◆ **Work item**:
Take from the records below each line that holds "IntoResponse".

(Stored data)
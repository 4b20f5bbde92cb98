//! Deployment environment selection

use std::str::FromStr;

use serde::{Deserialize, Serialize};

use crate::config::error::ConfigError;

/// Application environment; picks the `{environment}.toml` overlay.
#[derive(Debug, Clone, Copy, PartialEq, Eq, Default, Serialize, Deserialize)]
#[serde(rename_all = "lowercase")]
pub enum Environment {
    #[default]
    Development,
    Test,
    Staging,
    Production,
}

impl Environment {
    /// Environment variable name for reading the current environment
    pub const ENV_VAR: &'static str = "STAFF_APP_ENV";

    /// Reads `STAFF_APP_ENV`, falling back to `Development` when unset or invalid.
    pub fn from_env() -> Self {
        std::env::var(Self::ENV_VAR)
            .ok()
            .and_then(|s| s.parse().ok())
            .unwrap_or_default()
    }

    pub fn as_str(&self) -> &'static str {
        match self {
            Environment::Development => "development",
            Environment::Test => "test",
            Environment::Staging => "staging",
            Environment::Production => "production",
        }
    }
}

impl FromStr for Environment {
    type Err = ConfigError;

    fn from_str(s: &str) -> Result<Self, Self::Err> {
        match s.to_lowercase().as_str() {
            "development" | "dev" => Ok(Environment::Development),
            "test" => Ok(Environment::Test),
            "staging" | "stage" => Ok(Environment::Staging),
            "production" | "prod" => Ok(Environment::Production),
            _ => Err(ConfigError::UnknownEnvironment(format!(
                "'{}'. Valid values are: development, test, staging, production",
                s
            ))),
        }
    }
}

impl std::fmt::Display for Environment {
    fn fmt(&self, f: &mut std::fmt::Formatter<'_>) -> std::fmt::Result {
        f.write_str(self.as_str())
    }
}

--

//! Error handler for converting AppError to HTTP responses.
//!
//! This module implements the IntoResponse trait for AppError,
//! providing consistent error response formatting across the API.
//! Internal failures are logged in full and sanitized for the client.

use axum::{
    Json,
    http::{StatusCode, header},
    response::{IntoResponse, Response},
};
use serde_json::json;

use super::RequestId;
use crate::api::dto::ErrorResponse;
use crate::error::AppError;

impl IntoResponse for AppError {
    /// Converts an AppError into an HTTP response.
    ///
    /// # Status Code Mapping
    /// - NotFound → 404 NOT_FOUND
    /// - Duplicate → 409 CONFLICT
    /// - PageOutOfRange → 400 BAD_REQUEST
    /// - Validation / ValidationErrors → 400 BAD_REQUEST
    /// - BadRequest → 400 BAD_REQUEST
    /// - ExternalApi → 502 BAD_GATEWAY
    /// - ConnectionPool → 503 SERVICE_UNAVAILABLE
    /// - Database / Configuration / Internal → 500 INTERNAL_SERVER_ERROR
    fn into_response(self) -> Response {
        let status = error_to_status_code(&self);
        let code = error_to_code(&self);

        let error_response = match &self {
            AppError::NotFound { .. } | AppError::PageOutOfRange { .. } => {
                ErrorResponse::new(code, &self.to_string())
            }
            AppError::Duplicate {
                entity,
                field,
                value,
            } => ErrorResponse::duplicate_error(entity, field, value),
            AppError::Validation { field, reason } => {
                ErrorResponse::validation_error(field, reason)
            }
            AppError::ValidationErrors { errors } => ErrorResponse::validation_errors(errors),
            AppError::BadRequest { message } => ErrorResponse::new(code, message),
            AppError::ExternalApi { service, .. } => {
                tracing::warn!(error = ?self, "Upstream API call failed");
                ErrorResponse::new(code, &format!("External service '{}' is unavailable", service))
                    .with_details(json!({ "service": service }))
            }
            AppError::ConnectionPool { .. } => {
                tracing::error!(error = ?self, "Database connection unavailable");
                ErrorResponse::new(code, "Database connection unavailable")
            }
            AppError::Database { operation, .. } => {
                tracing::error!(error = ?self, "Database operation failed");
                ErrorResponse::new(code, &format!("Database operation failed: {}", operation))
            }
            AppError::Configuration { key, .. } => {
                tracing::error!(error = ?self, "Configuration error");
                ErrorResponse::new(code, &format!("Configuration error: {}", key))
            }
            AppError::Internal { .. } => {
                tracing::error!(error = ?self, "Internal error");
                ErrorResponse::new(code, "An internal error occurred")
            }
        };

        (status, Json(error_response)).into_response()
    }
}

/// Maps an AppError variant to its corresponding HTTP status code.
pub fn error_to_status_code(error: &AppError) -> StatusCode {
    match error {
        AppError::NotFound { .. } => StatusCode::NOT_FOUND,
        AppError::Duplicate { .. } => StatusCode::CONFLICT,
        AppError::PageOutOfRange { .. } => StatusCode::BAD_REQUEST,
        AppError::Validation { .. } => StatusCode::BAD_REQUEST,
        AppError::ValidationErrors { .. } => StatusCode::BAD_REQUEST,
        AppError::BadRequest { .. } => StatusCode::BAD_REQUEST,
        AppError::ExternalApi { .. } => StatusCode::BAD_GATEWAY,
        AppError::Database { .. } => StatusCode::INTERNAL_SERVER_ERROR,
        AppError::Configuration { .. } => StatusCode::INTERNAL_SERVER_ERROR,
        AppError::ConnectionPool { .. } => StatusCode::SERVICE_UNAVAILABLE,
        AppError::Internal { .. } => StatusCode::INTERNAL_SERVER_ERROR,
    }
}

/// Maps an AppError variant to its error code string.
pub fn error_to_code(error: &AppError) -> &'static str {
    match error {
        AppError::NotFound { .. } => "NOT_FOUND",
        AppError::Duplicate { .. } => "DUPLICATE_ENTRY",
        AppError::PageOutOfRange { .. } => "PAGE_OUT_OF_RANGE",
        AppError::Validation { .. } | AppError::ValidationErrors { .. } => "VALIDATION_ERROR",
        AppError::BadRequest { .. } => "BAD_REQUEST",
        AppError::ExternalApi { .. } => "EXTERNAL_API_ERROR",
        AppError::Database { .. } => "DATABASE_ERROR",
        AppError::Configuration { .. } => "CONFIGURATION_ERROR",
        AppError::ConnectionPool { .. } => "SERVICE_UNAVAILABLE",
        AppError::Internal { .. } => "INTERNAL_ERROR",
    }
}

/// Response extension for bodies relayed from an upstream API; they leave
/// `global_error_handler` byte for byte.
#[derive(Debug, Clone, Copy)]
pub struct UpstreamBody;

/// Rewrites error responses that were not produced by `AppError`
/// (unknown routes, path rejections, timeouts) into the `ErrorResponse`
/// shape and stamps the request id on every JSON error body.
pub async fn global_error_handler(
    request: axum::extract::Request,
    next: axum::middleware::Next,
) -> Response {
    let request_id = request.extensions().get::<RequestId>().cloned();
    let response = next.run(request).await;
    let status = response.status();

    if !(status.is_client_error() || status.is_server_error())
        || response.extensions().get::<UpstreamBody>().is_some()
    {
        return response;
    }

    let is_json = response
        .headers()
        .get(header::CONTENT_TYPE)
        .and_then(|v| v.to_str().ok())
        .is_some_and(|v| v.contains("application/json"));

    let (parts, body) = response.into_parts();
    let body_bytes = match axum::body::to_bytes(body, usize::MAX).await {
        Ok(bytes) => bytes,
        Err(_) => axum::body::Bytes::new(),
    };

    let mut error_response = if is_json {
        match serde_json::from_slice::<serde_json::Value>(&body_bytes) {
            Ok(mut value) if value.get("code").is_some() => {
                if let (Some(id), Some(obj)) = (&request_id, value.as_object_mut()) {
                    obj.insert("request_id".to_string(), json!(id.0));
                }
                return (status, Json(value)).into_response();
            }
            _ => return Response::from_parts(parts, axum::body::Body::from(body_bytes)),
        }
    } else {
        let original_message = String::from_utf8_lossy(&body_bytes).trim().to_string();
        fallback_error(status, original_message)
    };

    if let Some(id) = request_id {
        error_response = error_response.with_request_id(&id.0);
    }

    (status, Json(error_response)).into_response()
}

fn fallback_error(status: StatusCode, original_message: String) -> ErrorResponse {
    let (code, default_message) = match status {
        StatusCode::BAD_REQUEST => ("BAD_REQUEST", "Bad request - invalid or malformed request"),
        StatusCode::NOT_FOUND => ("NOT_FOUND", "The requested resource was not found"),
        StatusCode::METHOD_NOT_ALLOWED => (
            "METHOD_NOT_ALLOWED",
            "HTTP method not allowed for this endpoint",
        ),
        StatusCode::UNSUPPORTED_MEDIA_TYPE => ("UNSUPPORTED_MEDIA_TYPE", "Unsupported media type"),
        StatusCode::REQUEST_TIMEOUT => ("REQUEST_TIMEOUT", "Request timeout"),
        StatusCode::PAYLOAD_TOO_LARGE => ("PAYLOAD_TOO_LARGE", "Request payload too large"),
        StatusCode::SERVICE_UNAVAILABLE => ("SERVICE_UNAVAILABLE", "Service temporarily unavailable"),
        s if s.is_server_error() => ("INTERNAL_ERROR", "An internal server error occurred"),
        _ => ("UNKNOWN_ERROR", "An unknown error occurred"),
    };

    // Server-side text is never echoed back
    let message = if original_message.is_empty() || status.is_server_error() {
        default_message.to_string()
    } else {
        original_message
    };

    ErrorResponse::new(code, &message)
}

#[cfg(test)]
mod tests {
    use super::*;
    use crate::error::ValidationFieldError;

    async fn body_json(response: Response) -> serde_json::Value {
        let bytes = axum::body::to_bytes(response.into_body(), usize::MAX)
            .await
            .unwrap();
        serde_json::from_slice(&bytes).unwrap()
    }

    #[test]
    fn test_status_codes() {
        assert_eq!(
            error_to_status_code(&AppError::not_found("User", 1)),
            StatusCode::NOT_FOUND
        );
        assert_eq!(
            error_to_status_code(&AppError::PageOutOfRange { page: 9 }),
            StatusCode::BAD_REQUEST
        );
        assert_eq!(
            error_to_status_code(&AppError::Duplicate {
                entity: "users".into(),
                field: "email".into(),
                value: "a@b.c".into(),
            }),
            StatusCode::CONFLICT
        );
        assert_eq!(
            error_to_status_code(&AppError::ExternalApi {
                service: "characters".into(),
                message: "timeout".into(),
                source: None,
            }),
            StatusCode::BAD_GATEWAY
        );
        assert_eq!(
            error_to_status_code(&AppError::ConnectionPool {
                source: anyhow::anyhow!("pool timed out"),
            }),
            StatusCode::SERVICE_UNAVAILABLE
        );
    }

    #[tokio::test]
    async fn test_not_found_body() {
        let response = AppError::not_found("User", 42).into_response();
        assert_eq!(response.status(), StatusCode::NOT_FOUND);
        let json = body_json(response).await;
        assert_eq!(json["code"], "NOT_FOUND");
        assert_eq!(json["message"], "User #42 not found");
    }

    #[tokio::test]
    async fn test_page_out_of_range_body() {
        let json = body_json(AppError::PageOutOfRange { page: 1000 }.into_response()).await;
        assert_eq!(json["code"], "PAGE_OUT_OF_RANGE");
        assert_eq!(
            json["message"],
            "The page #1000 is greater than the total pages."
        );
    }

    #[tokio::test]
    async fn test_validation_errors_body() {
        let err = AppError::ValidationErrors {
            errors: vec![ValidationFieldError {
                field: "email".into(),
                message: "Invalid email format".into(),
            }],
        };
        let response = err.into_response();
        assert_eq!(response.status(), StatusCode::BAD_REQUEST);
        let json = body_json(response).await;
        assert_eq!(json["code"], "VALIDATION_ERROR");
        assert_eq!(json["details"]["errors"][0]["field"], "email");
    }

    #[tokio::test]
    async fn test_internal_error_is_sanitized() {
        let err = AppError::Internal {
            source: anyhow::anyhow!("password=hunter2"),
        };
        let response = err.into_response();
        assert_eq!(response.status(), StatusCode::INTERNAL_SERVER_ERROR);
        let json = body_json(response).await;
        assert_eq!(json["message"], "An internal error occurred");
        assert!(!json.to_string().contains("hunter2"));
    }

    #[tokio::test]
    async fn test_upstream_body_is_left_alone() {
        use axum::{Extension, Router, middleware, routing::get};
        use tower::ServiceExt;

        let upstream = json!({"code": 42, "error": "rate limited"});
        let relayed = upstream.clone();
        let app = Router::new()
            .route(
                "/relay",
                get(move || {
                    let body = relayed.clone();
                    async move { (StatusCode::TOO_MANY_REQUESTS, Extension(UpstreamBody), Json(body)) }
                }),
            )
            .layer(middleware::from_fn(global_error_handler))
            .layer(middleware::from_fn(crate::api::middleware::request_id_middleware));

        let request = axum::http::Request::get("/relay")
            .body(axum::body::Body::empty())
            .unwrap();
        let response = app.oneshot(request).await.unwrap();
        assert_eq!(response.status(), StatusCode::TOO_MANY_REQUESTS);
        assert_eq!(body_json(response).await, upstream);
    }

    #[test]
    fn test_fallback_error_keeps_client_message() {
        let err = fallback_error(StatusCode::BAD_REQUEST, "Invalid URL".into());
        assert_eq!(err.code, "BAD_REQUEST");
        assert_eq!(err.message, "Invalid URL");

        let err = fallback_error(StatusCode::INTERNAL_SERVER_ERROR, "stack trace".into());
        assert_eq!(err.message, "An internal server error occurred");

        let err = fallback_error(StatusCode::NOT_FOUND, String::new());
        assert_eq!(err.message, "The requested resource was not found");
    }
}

==

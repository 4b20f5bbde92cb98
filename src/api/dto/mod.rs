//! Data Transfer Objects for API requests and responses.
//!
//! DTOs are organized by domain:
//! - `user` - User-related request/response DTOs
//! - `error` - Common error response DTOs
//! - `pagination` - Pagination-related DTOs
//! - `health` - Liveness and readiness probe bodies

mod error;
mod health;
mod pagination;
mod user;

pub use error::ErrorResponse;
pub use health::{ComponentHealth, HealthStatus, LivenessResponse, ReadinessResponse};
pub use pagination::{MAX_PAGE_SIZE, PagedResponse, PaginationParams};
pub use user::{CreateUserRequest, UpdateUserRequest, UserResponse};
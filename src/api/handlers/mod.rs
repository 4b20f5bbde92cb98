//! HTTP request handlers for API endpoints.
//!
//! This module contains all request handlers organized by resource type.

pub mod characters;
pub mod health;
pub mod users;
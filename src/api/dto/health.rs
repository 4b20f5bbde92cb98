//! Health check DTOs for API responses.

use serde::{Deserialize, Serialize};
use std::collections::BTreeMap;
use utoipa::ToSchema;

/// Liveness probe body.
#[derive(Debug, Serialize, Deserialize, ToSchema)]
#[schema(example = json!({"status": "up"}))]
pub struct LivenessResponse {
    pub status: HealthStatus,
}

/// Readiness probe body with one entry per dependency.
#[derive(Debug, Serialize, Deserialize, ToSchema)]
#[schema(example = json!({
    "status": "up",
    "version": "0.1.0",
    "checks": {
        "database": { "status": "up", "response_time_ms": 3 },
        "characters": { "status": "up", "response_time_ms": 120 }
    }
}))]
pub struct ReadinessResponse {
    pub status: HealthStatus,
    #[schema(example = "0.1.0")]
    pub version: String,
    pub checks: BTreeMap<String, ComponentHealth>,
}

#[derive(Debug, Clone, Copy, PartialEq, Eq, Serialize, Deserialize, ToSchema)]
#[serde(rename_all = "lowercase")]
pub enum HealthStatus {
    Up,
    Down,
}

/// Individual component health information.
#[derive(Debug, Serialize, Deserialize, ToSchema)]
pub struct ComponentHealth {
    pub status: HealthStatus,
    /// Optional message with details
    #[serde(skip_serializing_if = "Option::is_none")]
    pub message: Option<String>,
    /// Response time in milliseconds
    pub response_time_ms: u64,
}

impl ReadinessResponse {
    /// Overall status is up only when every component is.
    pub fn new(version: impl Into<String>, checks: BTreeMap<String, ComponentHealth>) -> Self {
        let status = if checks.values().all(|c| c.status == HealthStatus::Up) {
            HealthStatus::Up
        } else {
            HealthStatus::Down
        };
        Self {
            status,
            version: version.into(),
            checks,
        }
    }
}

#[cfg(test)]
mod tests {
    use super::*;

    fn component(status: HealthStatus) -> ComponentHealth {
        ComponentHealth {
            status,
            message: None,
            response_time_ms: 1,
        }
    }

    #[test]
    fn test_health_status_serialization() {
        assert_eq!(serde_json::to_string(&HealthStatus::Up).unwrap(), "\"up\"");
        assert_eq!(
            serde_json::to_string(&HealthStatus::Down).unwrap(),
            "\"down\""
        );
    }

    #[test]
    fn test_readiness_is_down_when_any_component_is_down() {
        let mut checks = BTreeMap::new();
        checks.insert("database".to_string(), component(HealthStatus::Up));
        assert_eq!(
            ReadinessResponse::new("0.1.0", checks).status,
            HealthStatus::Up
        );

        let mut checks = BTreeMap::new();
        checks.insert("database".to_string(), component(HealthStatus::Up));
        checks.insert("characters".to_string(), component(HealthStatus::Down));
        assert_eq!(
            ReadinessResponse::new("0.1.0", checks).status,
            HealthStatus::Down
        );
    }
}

◆ **Task response**:
//! This module implements the IntoResponse trait for AppError,
    response::{IntoResponse, Response},
impl IntoResponse for AppError {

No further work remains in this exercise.